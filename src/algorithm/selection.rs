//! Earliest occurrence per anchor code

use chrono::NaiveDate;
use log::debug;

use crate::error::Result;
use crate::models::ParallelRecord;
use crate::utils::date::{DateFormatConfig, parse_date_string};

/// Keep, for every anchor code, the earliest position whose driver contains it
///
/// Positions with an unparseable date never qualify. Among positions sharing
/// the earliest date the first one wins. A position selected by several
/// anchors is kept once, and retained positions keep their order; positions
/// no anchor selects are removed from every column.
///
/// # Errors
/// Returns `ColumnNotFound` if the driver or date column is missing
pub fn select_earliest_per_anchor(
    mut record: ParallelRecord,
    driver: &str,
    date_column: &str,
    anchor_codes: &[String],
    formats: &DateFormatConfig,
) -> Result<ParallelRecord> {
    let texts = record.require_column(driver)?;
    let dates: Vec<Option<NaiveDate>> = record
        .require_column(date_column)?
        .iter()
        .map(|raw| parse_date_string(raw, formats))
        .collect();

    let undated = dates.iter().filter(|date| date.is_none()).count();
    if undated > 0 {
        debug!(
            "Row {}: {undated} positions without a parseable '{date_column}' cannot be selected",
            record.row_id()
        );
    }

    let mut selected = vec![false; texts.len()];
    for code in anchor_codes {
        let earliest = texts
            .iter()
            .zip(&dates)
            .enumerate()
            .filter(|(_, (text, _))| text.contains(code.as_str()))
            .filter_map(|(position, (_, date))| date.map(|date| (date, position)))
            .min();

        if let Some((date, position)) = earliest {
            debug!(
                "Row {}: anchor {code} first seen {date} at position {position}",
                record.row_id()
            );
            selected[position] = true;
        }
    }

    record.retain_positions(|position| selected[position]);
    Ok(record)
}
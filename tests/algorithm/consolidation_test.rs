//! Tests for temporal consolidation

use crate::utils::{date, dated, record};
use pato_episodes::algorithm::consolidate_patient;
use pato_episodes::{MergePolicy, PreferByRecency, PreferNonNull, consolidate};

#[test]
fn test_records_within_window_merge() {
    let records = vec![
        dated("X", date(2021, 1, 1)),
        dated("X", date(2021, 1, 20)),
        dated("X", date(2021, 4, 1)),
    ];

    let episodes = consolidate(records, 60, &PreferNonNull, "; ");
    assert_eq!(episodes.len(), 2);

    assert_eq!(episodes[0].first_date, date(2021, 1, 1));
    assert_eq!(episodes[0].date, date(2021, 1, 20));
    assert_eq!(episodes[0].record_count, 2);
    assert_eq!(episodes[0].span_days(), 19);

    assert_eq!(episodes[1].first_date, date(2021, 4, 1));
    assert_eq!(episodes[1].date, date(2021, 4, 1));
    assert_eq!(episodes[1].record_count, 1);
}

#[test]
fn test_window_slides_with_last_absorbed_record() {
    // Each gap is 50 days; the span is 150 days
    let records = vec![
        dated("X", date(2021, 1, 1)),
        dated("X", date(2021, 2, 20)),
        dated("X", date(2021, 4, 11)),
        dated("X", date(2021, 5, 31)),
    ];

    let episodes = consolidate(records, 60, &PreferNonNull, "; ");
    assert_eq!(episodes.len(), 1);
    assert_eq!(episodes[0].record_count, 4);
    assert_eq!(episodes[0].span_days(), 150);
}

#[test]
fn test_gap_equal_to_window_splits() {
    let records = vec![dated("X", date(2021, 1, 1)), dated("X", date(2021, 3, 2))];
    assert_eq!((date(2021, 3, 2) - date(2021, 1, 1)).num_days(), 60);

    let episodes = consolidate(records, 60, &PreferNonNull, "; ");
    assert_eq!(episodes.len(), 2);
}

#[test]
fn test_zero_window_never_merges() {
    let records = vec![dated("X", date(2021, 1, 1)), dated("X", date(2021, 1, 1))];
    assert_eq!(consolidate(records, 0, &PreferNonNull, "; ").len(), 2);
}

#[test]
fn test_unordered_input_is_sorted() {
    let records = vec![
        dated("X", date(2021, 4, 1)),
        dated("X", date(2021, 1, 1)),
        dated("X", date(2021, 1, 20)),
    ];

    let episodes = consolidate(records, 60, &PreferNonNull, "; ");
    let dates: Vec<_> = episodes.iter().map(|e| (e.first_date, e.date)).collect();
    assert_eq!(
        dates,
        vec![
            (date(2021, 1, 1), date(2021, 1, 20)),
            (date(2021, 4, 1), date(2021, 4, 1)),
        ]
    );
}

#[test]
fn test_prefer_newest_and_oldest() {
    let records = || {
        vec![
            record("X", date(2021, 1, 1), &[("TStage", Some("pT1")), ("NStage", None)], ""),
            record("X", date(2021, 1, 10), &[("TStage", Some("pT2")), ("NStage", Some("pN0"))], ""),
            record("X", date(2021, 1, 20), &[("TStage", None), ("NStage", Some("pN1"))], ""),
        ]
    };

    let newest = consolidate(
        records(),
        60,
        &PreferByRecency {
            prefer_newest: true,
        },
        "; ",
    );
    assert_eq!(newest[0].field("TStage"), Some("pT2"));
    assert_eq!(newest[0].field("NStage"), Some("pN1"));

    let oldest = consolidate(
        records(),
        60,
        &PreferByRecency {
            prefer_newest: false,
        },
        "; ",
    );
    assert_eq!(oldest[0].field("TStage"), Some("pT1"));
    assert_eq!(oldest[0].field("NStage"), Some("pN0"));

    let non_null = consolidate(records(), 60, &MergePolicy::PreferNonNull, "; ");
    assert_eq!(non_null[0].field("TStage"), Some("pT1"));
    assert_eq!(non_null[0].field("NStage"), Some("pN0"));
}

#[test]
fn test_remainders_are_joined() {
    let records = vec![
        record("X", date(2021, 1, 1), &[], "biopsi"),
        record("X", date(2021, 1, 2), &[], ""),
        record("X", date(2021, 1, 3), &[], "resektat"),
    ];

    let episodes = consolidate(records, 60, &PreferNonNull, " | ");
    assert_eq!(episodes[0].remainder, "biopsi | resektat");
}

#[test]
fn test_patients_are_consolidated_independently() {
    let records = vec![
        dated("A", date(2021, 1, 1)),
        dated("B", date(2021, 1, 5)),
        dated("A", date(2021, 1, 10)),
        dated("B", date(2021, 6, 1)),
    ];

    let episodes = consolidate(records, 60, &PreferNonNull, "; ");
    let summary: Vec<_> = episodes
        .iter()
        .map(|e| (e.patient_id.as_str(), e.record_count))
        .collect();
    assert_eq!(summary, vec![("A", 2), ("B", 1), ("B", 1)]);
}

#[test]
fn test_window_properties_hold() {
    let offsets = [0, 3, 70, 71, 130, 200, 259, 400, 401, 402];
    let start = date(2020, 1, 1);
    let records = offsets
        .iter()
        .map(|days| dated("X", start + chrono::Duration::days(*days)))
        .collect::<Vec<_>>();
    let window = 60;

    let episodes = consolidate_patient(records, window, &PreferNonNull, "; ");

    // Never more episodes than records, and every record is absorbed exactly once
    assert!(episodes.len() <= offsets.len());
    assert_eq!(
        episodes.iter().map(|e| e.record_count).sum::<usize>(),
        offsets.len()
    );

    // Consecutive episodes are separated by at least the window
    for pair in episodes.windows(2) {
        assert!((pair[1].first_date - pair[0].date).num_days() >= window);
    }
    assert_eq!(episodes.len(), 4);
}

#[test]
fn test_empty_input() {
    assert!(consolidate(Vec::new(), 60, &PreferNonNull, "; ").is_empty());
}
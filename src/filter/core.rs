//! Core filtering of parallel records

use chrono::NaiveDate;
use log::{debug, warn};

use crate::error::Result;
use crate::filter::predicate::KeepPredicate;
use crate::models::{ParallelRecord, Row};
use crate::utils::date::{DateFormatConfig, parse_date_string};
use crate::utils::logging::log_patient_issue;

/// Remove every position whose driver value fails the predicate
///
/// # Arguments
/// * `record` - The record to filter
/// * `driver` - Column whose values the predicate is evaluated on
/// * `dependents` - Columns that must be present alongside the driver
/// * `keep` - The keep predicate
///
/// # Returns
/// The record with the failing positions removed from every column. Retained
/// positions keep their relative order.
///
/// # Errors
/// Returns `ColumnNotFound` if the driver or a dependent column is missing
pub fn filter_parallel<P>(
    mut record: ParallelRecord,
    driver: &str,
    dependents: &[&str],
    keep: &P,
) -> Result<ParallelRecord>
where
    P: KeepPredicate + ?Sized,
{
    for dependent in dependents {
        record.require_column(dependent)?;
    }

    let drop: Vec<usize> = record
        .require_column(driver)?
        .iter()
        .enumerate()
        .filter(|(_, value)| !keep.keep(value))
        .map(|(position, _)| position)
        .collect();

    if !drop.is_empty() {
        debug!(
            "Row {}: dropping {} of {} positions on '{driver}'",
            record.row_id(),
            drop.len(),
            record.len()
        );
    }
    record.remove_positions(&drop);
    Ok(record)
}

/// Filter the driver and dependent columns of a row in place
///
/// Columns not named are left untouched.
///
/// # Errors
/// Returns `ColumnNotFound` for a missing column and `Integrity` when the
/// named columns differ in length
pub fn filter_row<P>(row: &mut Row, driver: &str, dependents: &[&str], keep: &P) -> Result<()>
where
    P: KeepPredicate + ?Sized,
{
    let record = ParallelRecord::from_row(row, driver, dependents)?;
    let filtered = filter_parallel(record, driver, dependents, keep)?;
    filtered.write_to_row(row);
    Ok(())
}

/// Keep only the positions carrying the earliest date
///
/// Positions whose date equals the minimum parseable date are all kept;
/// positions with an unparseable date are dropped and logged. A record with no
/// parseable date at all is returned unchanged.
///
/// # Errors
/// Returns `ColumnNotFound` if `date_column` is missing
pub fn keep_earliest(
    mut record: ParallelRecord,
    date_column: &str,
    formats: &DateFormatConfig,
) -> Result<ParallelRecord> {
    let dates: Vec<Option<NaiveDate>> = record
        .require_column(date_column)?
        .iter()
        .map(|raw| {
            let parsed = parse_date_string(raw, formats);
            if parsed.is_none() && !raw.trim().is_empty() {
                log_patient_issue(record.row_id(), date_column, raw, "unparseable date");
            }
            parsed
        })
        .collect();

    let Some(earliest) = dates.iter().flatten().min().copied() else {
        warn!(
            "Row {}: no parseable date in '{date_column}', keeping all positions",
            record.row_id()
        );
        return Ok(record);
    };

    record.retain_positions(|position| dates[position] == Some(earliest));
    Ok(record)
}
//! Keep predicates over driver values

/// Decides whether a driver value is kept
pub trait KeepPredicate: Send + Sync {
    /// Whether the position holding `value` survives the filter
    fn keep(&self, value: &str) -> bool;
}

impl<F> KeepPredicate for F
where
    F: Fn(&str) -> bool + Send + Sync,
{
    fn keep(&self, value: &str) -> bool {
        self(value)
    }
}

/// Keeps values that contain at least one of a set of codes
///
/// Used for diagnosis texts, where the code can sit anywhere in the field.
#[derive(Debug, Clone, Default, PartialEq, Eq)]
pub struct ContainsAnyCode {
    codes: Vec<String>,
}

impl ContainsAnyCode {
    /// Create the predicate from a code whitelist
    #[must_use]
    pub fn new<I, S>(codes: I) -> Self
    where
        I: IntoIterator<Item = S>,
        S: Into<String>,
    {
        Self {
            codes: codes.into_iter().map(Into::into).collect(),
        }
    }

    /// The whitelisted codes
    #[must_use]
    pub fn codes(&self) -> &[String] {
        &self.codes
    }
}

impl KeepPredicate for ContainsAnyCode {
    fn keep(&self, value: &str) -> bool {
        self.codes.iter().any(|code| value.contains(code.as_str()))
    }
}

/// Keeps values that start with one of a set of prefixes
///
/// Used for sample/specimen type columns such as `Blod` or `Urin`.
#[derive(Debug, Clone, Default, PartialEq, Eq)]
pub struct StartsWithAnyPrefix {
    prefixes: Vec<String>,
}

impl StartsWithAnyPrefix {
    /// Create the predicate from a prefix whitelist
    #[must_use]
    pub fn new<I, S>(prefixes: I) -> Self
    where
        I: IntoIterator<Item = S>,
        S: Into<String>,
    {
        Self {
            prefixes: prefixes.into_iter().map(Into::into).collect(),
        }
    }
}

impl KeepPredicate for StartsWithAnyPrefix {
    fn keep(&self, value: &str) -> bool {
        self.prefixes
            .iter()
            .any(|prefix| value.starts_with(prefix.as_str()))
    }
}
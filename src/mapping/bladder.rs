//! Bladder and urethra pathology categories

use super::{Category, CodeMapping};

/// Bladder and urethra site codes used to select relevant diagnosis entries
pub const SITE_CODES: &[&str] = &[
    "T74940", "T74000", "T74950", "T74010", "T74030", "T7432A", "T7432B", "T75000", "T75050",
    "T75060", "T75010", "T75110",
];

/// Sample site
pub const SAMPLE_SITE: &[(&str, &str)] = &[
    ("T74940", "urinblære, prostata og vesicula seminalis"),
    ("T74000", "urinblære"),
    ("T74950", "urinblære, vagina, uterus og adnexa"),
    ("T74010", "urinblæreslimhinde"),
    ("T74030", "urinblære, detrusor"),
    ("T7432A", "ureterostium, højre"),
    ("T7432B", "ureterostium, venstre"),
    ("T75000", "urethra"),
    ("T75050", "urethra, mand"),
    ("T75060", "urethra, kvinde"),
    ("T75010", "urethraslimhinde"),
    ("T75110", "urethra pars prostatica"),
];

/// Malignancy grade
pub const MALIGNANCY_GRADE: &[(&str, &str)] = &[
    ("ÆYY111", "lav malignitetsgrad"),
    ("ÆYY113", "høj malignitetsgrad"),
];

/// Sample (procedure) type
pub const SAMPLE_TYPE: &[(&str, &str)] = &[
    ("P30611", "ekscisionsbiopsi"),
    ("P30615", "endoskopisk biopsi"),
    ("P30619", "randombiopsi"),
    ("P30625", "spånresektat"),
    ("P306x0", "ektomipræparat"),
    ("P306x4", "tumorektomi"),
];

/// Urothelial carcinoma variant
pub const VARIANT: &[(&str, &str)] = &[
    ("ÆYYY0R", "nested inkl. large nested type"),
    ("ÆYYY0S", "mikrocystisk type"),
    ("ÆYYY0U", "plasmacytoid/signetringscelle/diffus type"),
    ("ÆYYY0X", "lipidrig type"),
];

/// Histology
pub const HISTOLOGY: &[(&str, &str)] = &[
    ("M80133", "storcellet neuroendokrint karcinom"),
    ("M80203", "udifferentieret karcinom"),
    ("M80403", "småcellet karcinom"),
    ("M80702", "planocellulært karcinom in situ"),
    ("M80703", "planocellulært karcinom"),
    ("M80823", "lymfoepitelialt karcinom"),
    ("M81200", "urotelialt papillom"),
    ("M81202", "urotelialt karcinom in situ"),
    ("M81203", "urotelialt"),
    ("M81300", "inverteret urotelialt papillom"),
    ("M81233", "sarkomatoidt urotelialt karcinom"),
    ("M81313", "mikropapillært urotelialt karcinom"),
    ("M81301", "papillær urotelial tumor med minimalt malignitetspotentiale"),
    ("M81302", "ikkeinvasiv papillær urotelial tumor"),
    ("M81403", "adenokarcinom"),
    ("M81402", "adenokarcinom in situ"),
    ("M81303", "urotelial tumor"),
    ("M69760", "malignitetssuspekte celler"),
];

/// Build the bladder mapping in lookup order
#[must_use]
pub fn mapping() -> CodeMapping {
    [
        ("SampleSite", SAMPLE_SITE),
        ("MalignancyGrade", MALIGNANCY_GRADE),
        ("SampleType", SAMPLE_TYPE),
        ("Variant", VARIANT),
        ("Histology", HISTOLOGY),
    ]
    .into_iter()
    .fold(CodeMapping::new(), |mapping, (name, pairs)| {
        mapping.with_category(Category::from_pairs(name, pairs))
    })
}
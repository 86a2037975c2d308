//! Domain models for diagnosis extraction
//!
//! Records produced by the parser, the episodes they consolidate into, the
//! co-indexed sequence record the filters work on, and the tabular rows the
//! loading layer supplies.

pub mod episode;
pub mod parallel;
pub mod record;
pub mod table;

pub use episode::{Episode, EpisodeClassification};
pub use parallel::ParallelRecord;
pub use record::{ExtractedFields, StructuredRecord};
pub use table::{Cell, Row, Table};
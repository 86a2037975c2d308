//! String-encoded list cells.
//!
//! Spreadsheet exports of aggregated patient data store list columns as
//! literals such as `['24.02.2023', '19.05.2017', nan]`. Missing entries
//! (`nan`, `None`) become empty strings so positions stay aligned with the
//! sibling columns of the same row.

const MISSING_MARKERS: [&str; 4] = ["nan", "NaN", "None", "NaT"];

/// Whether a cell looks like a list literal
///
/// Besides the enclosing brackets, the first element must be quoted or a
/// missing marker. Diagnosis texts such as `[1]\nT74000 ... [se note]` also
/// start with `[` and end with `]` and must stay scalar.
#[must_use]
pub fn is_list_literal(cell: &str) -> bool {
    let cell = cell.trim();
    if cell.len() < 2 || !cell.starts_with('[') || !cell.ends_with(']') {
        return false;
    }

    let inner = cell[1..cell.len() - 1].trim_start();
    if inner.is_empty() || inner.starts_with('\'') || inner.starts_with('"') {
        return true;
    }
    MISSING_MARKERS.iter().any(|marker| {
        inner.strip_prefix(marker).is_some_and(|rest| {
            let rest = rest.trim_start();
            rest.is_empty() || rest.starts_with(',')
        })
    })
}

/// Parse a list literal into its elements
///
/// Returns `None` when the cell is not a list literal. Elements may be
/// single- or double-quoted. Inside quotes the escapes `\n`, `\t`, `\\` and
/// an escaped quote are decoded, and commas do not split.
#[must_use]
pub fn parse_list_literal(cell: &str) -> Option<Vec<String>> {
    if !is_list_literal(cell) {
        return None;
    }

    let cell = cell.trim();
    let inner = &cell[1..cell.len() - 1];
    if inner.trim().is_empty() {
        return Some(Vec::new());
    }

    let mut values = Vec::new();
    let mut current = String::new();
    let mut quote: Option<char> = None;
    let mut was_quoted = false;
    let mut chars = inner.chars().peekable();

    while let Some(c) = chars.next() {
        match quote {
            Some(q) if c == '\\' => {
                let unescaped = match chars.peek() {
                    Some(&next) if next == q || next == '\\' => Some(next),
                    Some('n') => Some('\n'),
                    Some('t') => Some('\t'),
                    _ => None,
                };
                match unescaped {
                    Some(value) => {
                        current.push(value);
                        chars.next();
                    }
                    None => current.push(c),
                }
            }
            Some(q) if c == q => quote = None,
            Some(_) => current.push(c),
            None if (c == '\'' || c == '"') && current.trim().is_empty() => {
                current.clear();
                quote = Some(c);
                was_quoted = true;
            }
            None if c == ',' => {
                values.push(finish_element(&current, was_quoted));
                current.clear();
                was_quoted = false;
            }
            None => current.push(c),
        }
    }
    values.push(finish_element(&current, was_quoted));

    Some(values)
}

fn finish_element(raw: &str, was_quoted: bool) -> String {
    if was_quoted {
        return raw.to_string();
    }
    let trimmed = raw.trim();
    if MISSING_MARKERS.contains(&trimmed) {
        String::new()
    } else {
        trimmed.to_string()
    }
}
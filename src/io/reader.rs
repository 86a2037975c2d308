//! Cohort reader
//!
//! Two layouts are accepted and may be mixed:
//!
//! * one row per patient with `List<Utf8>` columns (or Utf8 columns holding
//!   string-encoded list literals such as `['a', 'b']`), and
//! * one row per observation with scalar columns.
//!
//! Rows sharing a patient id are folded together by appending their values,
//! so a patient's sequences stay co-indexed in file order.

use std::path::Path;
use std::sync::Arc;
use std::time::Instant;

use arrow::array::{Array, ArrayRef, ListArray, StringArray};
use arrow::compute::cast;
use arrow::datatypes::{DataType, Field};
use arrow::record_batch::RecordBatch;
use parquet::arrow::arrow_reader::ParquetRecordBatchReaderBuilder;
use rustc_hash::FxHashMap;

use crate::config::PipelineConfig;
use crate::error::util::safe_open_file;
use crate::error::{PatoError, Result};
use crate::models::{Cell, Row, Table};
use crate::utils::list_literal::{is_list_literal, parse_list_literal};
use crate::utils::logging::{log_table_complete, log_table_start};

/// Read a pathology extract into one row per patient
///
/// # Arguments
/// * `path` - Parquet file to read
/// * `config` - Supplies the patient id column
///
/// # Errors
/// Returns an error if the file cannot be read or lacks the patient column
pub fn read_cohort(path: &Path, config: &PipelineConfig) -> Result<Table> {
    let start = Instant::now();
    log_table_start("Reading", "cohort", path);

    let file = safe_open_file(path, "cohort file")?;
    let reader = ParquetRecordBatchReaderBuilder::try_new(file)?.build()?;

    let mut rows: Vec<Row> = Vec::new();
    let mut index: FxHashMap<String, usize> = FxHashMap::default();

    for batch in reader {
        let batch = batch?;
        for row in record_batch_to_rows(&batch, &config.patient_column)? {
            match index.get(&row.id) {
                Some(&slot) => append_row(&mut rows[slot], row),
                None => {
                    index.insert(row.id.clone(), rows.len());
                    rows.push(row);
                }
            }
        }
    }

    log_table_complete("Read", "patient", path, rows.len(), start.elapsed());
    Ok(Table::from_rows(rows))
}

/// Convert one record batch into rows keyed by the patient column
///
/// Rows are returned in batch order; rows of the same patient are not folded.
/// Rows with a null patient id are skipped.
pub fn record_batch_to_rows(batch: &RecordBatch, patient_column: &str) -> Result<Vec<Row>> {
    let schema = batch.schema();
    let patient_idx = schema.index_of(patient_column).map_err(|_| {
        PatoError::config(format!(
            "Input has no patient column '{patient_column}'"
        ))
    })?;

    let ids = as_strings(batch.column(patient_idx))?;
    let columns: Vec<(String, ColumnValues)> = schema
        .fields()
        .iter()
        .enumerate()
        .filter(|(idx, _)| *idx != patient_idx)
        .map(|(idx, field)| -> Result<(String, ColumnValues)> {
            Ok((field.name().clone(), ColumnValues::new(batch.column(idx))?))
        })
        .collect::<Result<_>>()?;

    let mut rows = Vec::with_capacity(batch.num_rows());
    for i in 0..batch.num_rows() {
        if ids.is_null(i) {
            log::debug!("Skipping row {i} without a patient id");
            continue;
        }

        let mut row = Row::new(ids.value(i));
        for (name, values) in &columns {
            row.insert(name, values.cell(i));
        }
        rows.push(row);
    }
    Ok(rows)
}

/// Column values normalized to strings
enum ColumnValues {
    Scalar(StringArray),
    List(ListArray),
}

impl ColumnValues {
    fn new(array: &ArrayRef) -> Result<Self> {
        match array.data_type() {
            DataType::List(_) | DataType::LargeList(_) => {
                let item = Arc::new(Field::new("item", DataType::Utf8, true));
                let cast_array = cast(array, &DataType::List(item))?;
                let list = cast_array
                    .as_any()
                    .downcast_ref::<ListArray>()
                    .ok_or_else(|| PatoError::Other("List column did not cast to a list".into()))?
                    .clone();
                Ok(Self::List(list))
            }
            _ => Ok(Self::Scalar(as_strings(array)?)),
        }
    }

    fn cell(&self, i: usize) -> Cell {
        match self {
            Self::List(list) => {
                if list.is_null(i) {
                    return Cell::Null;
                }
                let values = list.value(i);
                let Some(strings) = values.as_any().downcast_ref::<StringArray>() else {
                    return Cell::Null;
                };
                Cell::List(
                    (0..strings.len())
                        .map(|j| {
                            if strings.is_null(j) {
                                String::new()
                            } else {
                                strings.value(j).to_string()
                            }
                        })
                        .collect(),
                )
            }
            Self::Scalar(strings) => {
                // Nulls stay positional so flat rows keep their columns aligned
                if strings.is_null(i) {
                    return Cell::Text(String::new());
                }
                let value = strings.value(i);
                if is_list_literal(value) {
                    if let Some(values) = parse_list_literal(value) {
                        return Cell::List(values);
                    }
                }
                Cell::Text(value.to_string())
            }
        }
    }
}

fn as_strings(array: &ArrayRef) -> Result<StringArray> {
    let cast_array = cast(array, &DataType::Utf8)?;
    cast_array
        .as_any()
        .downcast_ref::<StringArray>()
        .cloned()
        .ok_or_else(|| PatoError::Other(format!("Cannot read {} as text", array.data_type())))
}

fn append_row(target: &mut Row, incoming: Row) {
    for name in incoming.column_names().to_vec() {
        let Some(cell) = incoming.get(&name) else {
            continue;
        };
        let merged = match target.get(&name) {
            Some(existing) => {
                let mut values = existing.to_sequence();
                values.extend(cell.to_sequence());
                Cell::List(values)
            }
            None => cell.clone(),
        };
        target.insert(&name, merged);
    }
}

> **Exercise**
Find each line in the data above with the word "push", then copy it.

> **Solved exercise**
                        current.push(value);
                    None => current.push(c),
            Some(_) => current.push(c),
                values.push(finish_element(&current, was_quoted));
            None => current.push(c),
    values.push(finish_element(&current, was_quoted));
                    rows.push(row);
        rows.push(row);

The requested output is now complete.